Do you already use these kinds of breaks? How do you get out of a funk?

Comments

  1. Janet, I so appreciate your suggestions for getting the mind out of overdrive. I am definitely going to try these techniques. Similar to your techniques, when I am feeling stressed or anxious, I think about a future event and imagine how much I will enjoy it. For example, lately I think about how much fun I will have at an upcoming sewing class. Thinking about a November trip to Florida to visit my daughter and her family also conjures up pleasant thoughts.
    Linda Hall recently posted..Nature is NurtureMy Profile

    • Linda, Great idea re imagining the fun in your future–I bet that helps you create it, too! Thanks for stopping by.

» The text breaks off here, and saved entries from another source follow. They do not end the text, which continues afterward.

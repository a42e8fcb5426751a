// SPDX-License-Identifier: MIT

//! `StreamManager` (§4.4): owns the registry of running
//! [`StreamWorker`]s, starts/stops/reconfigures them, and supervises
//! worker tasks that exit unexpectedly with the same widening backoff
//! `StreamWorker` applies to its own provider failures.

use std::collections::HashMap;
use std::sync::Arc;
use std::time::Duration;

use tokio::sync::RwLock;
use tokio::task::JoinHandle;

use crate::clock::Clock;
use crate::config::StreamConfig;
use crate::connection::TakConnection;
use crate::governor::PerformanceGovernor;
use crate::provider::ProviderClient;
use crate::worker::{StreamWorker, WorkerHealth};

/// Backoff schedule for restarting a worker task that exited on its own
/// (§4.4): 1s, 2s, 5s, 10s, then holds at 10s.
const RESTART_BACKOFF_SECONDS: &[u64] = &[1, 2, 5, 10];

struct ManagedStream {
    worker: Arc<StreamWorker>,
    handle: JoinHandle<()>,
}

/// Registry and supervisor for every configured stream. One instance per
/// process; the host process is responsible for constructing the
/// `Arc<dyn ProviderClient>` for each `provider_kind` it supports.
pub struct StreamManager {
    streams: RwLock<HashMap<i64, ManagedStream>>,
    governor: Arc<PerformanceGovernor>,
    clock: Arc<dyn Clock>,
}

impl StreamManager {
    pub fn new(governor: Arc<PerformanceGovernor>, clock: Arc<dyn Clock>) -> Self {
        Self {
            streams: RwLock::new(HashMap::new()),
            governor,
            clock,
        }
    }

    /// Starts a stream. Replaces any existing worker for the same stream
    /// id (stopping it first) rather than erroring, matching
    /// `reconfigure`'s "always converges to the latest config" contract.
    pub async fn start(
        &self,
        config: StreamConfig,
        provider: Arc<dyn ProviderClient>,
        connections: HashMap<i64, TakConnection>,
    ) {
        self.stop(config.id).await;

        if !config.is_runnable() {
            log::info!(
                "stream {}: not runnable (inactive or no attached servers), not starting",
                config.id
            );
            return;
        }

        let stream_id = config.id;
        let worker = Arc::new(StreamWorker::new(
            config,
            provider,
            connections,
            Arc::clone(&self.governor),
            Arc::clone(&self.clock),
        ));
        let handle = spawn_supervised(Arc::clone(&worker));
        self.streams
            .write()
            .await
            .insert(stream_id, ManagedStream { worker, handle });
    }

    /// Applies a new configuration to a running worker in place, or starts
    /// one if the stream was not previously running.
    pub async fn reconfigure(
        &self,
        config: StreamConfig,
        provider: Arc<dyn ProviderClient>,
        connections: HashMap<i64, TakConnection>,
    ) {
        let stream_id = config.id;
        let existing = self.streams.read().await.get(&stream_id).map(|m| Arc::clone(&m.worker));
        match existing {
            Some(worker) => worker.reconfigure(config, connections).await,
            None => self.start(config, provider, connections).await,
        }
    }

    pub async fn stop(&self, stream_id: i64) {
        if let Some(managed) = self.streams.write().await.remove(&stream_id) {
            managed.worker.stop();
            managed.handle.abort();
        }
    }

    pub async fn stop_all(&self) {
        let mut streams = self.streams.write().await;
        for (_, managed) in streams.drain() {
            managed.worker.stop();
            managed.handle.abort();
        }
    }

    pub async fn health(&self, stream_id: i64) -> Option<WorkerHealth> {
        self.streams
            .read()
            .await
            .get(&stream_id)
            .map(|m| m.worker.health())
    }

    pub async fn all_health(&self) -> HashMap<i64, WorkerHealth> {
        self.streams
            .read()
            .await
            .iter()
            .map(|(id, m)| (*id, m.worker.health()))
            .collect()
    }
}

/// Runs `worker.run()` in an inner task and restarts it with the widening
/// backoff above if it ever exits without `stop()` having been called
/// (i.e. it panicked), rather than leaving the stream silently dead. A
/// clean shutdown (`stop()` cancels the worker) is not retried.
fn spawn_supervised(worker: Arc<StreamWorker>) -> JoinHandle<()> {
    tokio::spawn(async move {
        let mut attempt = 0usize;
        loop {
            let inner = tokio::spawn(Arc::clone(&worker).run());
            let panicked = inner.await.is_err();

            if worker.is_stopped() || !panicked {
                return;
            }

            let delay = RESTART_BACKOFF_SECONDS[attempt.min(RESTART_BACKOFF_SECONDS.len() - 1)];
            attempt += 1;
            log::warn!(
                "stream {}: worker task panicked, restarting in {delay}s",
                worker.stream_id()
            );
            tokio::time::sleep(Duration::from_secs(delay)).await;
        }
    })
}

  2. These are so helpful. I’ve been noticing of late that, although things have been going well and there is nothing that feels like it’s causing me stress…I’m seeing patterns surface that say otherwise. I realized how easy it was to overlook where the stress was coming from because it’s actually positive AND really scary all at once and some fears are crawling into my little head. I’ll definitely be using some of these techniques moving forward. Thank you!
    Michele Bergh recently posted..60 Pages on the Art of BecomingMy Profile

    • Michele, Isn’t that interesting! I’ve noticed during healing sessions that it is as important to clear fears of being successful as it is to clear fears of failure. Blessings!

  3. I really like the timer idea. Ready, set…WALLOW. Now stop. I’ll have to give that a try.

    The way I handle stress is to dig in and recognize that I have two choices…fear or love. Everything is either one or the other. I look at the stress as a call to focusing on love. I guess that would be similar to changing the channel.
    Susan recently posted..Oh, Really?My Profile

    • Susan, You are making me laugh out loud! I love your use of language. And yes, choosing love, I agree, is always a good idea. Thank you.